We plan to deploy ScriptMiner across many industries outside of its current focus on the financial market: we are targeting professional emails with specific data content.
Introducing the machine learning technology in expert systems reduces the maintenance costs and improves systems' accuracy.
CD Suite is a front to back solution for trading and managing fixed income products (credit derivatives and corporate bonds) on a real time basis. The software architecture is fully compliant with all new regulatory requirements.
CD Suite first release in 2013 was mostly an expert system but already demonstrated machine learning capabilities. Risks were computed according to our cluster-based model of time series. Since 2013, we are investing in making the system more clever regarding all its interactions on data, reporting and processes. Opposite to existing solutions, our architecture makes it very flexible, one can add a new instrument class and the cluster analysis will capture it to run risk analysis with minimum efforts.
The copula framework provides a very stable cluster representation of financial time series.

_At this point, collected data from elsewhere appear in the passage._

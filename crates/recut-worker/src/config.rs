//! Worker configuration.
//!
//! One explicit struct enumerating every pipeline option; constructed once
//! at startup and passed through handlers as a read-only value.

use std::time::Duration;

use recut_models::JobKind;

/// Pipeline configuration.
#[derive(Debug, Clone)]
pub struct RecutConfig {
    /// Parallel workers in the pool
    pub worker_pool_size: usize,
    /// Total attempts allowed for transient job kinds
    pub max_attempts_default: u32,
    /// Retries allowed after the first PlanStory failure
    pub max_attempts_plan_story: u32,
    /// Base of the exponential retry backoff, in seconds
    pub retry_backoff_base_s: u64,
    /// Uniform jitter added to each backoff, in seconds
    pub retry_jitter_s: u64,
    /// Probe soft deadline, in seconds
    pub probe_timeout_s: u64,
    /// Minimum silence interval length, in seconds
    pub min_silence_s: f64,
    /// Frame sampling interval, in seconds
    pub frame_sample_s: f64,
    /// Minimum clip candidate length, in seconds
    pub clip_min_s: f64,
    /// Maximum clip candidate length, in seconds
    pub clip_max_s: f64,
    /// Maximum clip candidates
    pub clip_n: usize,
    /// Compressor frame ceiling
    pub compress_frame_cap: usize,
    /// Compressor scene ceiling
    pub compress_scene_cap: usize,
    /// Compressor transcript-segment ceiling
    pub compress_segment_cap: usize,
    /// Planner sampling temperature
    pub plan_temperature: f64,
    /// Coverage tolerance band, in percent of the target
    pub plan_coverage_tolerance_pct: f64,
    /// Reference width for aspect-ratio target frames
    pub render_reference_width: u32,
    /// Loudness normalisation target, in LUFS
    pub render_loudness_target_lufs: f64,
    /// Parallel segment extractions within one ratio
    pub render_segment_parallelism: usize,
    /// Concurrent in-flight external-model calls
    pub model_concurrency_limit: usize,
    /// Scene-change score threshold
    pub scene_threshold: f64,
    /// How long a handler gets to wind down after cancellation
    pub cancel_grace: Duration,
    /// How often the claim task scans for orphaned deliveries
    pub claim_interval: Duration,
    /// Minimum delivery idle time before reclaim
    pub claim_min_idle: Duration,
    /// Delay before re-enqueueing a job whose preconditions are unmet
    pub precondition_retry_delay: Duration,
}

impl Default for RecutConfig {
    fn default() -> Self {
        Self {
            worker_pool_size: 4,
            max_attempts_default: 3,
            max_attempts_plan_story: 1,
            retry_backoff_base_s: 60,
            retry_jitter_s: 10,
            probe_timeout_s: 30,
            min_silence_s: 0.6,
            frame_sample_s: 1.0,
            clip_min_s: 15.0,
            clip_max_s: 60.0,
            clip_n: 5,
            compress_frame_cap: 50,
            compress_scene_cap: 20,
            compress_segment_cap: 100,
            plan_temperature: 0.3,
            plan_coverage_tolerance_pct: 10.0,
            render_reference_width: 1080,
            render_loudness_target_lufs: -16.0,
            render_segment_parallelism: 4,
            model_concurrency_limit: 4,
            scene_threshold: 0.4,
            cancel_grace: Duration::from_secs(15),
            claim_interval: Duration::from_secs(60),
            claim_min_idle: Duration::from_secs(1800),
            precondition_retry_delay: Duration::from_secs(5),
        }
    }
}

impl RecutConfig {
    /// Create config from environment variables, falling back to defaults.
    pub fn from_env() -> Self {
        let defaults = Self::default();
        Self {
            worker_pool_size: env_parse("RECUT_WORKER_POOL_SIZE", defaults.worker_pool_size),
            max_attempts_default: env_parse("RECUT_MAX_ATTEMPTS", defaults.max_attempts_default),
            max_attempts_plan_story: env_parse(
                "RECUT_MAX_ATTEMPTS_PLAN_STORY",
                defaults.max_attempts_plan_story,
            ),
            retry_backoff_base_s: env_parse(
                "RECUT_RETRY_BACKOFF_BASE_S",
                defaults.retry_backoff_base_s,
            ),
            retry_jitter_s: env_parse("RECUT_RETRY_JITTER_S", defaults.retry_jitter_s),
            probe_timeout_s: env_parse("RECUT_PROBE_TIMEOUT_S", defaults.probe_timeout_s),
            min_silence_s: env_parse("RECUT_MIN_SILENCE_S", defaults.min_silence_s),
            frame_sample_s: env_parse("RECUT_FRAME_SAMPLE_S", defaults.frame_sample_s),
            clip_min_s: env_parse("RECUT_CLIP_MIN_S", defaults.clip_min_s),
            clip_max_s: env_parse("RECUT_CLIP_MAX_S", defaults.clip_max_s),
            clip_n: env_parse("RECUT_CLIP_N", defaults.clip_n),
            compress_frame_cap: env_parse("RECUT_COMPRESS_FRAME_CAP", defaults.compress_frame_cap),
            compress_scene_cap: env_parse("RECUT_COMPRESS_SCENE_CAP", defaults.compress_scene_cap),
            compress_segment_cap: env_parse(
                "RECUT_COMPRESS_SEGMENT_CAP",
                defaults.compress_segment_cap,
            ),
            plan_temperature: env_parse("RECUT_PLAN_TEMPERATURE", defaults.plan_temperature),
            plan_coverage_tolerance_pct: env_parse(
                "RECUT_PLAN_COVERAGE_TOLERANCE_PCT",
                defaults.plan_coverage_tolerance_pct,
            ),
            render_reference_width: env_parse(
                "RECUT_RENDER_REFERENCE_WIDTH",
                defaults.render_reference_width,
            ),
            render_loudness_target_lufs: env_parse(
                "RECUT_RENDER_LOUDNESS_LUFS",
                defaults.render_loudness_target_lufs,
            ),
            render_segment_parallelism: env_parse(
                "RECUT_RENDER_SEGMENT_PARALLELISM",
                defaults.render_segment_parallelism,
            ),
            model_concurrency_limit: env_parse(
                "RECUT_MODEL_CONCURRENCY",
                defaults.model_concurrency_limit,
            ),
            scene_threshold: env_parse("RECUT_SCENE_THRESHOLD", defaults.scene_threshold),
            cancel_grace: Duration::from_secs(env_parse(
                "RECUT_CANCEL_GRACE_S",
                defaults.cancel_grace.as_secs(),
            )),
            claim_interval: Duration::from_secs(env_parse(
                "RECUT_CLAIM_INTERVAL_S",
                defaults.claim_interval.as_secs(),
            )),
            claim_min_idle: Duration::from_secs(env_parse(
                "RECUT_CLAIM_MIN_IDLE_S",
                defaults.claim_min_idle.as_secs(),
            )),
            precondition_retry_delay: Duration::from_secs(env_parse(
                "RECUT_PRECONDITION_RETRY_S",
                defaults.precondition_retry_delay.as_secs(),
            )),
        }
    }

    /// Total attempts allowed for a kind before the supervisor gives up.
    pub fn max_attempts_for(&self, kind: JobKind) -> u32 {
        match kind {
            JobKind::PlanStory => 1 + self.max_attempts_plan_story,
            JobKind::PlanHeuristic => 1,
            _ => self.max_attempts_default,
        }
    }

    /// Soft deadline for a job. Scales with the source for decode-heavy
    /// kinds and with the plan's Keep duration for renders.
    pub fn soft_deadline(
        &self,
        kind: JobKind,
        source_duration: Option<f64>,
        keep_duration: Option<f64>,
    ) -> Duration {
        let scaled = |factor: f64, base: Option<f64>| {
            let secs = base.unwrap_or(0.0).max(60.0) * factor;
            Duration::from_secs_f64(secs)
        };
        match kind {
            JobKind::Probe => Duration::from_secs(self.probe_timeout_s),
            JobKind::Transcribe | JobKind::DetectScenes => scaled(3.0, source_duration),
            JobKind::ApplyPlan => scaled(5.0, keep_duration),
            _ => Duration::from_secs(600),
        }
    }
}

fn env_parse<T: std::str::FromStr>(key: &str, default: T) -> T {
    std::env::var(key)
        .ok()
        .and_then(|s| s.parse().ok())
        .unwrap_or(default)
}

#[cfg(test)]
mod tests {
    use super::*;

    #[test]
    fn test_defaults_match_contract() {
        let c = RecutConfig::default();
        assert_eq!(c.max_attempts_default, 3);
        assert_eq!(c.retry_backoff_base_s, 60);
        assert_eq!(c.min_silence_s, 0.6);
        assert_eq!(c.clip_n, 5);
        assert_eq!(c.compress_frame_cap, 50);
        assert_eq!(c.render_reference_width, 1080);
        assert_eq!(c.render_loudness_target_lufs, -16.0);
    }

    #[test]
    fn test_attempts_per_kind() {
        let c = RecutConfig::default();
        assert_eq!(c.max_attempts_for(JobKind::Transcribe), 3);
        assert_eq!(c.max_attempts_for(JobKind::PlanStory), 2);
        assert_eq!(c.max_attempts_for(JobKind::PlanHeuristic), 1);
    }

    #[test]
    fn test_deadlines_scale() {
        let c = RecutConfig::default();
        assert_eq!(c.soft_deadline(JobKind::Probe, None, None), Duration::from_secs(30));
        assert_eq!(
            c.soft_deadline(JobKind::Transcribe, Some(100.0), None),
            Duration::from_secs_f64(300.0)
        );
        assert_eq!(
            c.soft_deadline(JobKind::ApplyPlan, Some(100.0), Some(30.0)),
            Duration::from_secs_f64(300.0)
        );
    }
}
//! Caption retiming and SRT generation.
//!
//! Burned subtitles are timed on the *output* timeline: the EDL induces a
//! piecewise mapping from source time to output time, and every transcript
//! segment overlapping a Keep window is shifted (and clipped) accordingly.

use recut_models::{EdlSegment, TranscriptSegment};

/// One retimed caption on the output timeline.
#[derive(Debug, Clone, PartialEq)]
pub struct Caption {
    pub start: f64,
    pub end: f64,
    pub text: String,
}

/// Map transcript segments through the EDL's Keep windows.
///
/// `keeps` must be the validated, sorted Keep segments. A transcript segment
/// spanning a cut is clipped to each window it overlaps, producing one
/// caption per intersection.
pub fn retime_captions(segments: &[TranscriptSegment], keeps: &[EdlSegment]) -> Vec<Caption> {
    let mut captions = Vec::new();
    let mut out_offset = 0.0_f64;

    for keep in keeps {
        for seg in segments {
            let start = seg.start.max(keep.start);
            let end = seg.end.min(keep.end);
            if end <= start {
                continue;
            }
            let text = seg.text.trim();
            if text.is_empty() {
                continue;
            }
            captions.push(Caption {
                start: out_offset + (start - keep.start),
                end: out_offset + (end - keep.start),
                text: text.to_string(),
            });
        }
        out_offset += keep.duration();
    }

    captions
}

/// Serialise captions as an SRT document.
pub fn to_srt(captions: &[Caption]) -> String {
    let mut out = String::new();
    for (i, cap) in captions.iter().enumerate() {
        out.push_str(&format!(
            "{}\n{} --> {}\n{}\n\n",
            i + 1,
            srt_timestamp(cap.start),
            srt_timestamp(cap.end),
            cap.text
        ));
    }
    out
}

/// Format seconds as an SRT timestamp (`HH:MM:SS,mmm`).
fn srt_timestamp(t: f64) -> String {
    let total_ms = (t.max(0.0) * 1000.0).round() as u64;
    let ms = total_ms % 1000;
    let secs = (total_ms / 1000) % 60;
    let mins = (total_ms / 60_000) % 60;
    let hours = total_ms / 3_600_000;
    format!("{:02}:{:02}:{:02},{:03}", hours, mins, secs, ms)
}

#[cfg(test)]
mod tests {
    use super::*;

    fn seg(start: f64, end: f64, text: &str) -> TranscriptSegment {
        TranscriptSegment {
            start,
            end,
            text: text.into(),
            confidence: None,
            words: Vec::new(),
        }
    }

    #[test]
    fn test_caption_inside_first_keep_is_shifted_to_zero_base() {
        let keeps = [EdlSegment::keep(10.0, 20.0)];
        let caps = retime_captions(&[seg(12.0, 14.0, "hello")], &keeps);
        assert_eq!(caps.len(), 1);
        assert!((caps[0].start - 2.0).abs() < 1e-9);
        assert!((caps[0].end - 4.0).abs() < 1e-9);
    }

    #[test]
    fn test_caption_in_second_keep_accounts_for_earlier_windows() {
        let keeps = [EdlSegment::keep(0.0, 10.0), EdlSegment::keep(30.0, 40.0)];
        let caps = retime_captions(&[seg(32.0, 35.0, "later")], &keeps);
        assert_eq!(caps.len(), 1);
        // 10 s of output before the second window.
        assert!((caps[0].start - 12.0).abs() < 1e-9);
        assert!((caps[0].end - 15.0).abs() < 1e-9);
    }

    #[test]
    fn test_caption_spanning_cut_is_clipped_per_window() {
        let keeps = [EdlSegment::keep(0.0, 5.0), EdlSegment::keep(10.0, 15.0)];
        let caps = retime_captions(&[seg(4.0, 11.0, "across")], &keeps);
        assert_eq!(caps.len(), 2);
        assert!((caps[0].start - 4.0).abs() < 1e-9);
        assert!((caps[0].end - 5.0).abs() < 1e-9);
        assert!((caps[1].start - 5.0).abs() < 1e-9);
        assert!((caps[1].end - 6.0).abs() < 1e-9);
    }

    #[test]
    fn test_caption_in_skipped_region_is_dropped() {
        let keeps = [EdlSegment::keep(0.0, 5.0), EdlSegment::keep(20.0, 25.0)];
        let caps = retime_captions(&[seg(10.0, 12.0, "skipped")], &keeps);
        assert!(caps.is_empty());
    }

    #[test]
    fn test_srt_output_shape() {
        let caps = vec![
            Caption {
                start: 0.0,
                end: 1.5,
                text: "one".into(),
            },
            Caption {
                start: 2.0,
                end: 3.0,
                text: "two".into(),
            },
        ];
        let srt = to_srt(&caps);
        assert!(srt.starts_with("1\n00:00:00,000 --> 00:00:01,500\none\n"));
        assert!(srt.contains("2\n00:00:02,000 --> 00:00:03,000\ntwo\n"));
    }

    #[test]
    fn test_srt_timestamp_rollover() {
        assert_eq!(srt_timestamp(3661.25), "01:01:01,250");
    }
}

DataGrapple lets you explore supervised and unsupervised clusters of time series. We own a proprietary database of credit derivatives prices since 2006. The database includes over 700 reference entities. The project objective was to characterize the joint behaviour of this large and complex database. Using recent research works, we have designed a robust model using the copula representation of the joint behaviour of CDS. The clusters are very stable over time compared to a standard cluster analysis. We have introduced the Grapple, a user friendly innovation in data representation. A Grapple is an expert best selection of a cluster, a graphic representation and a time series.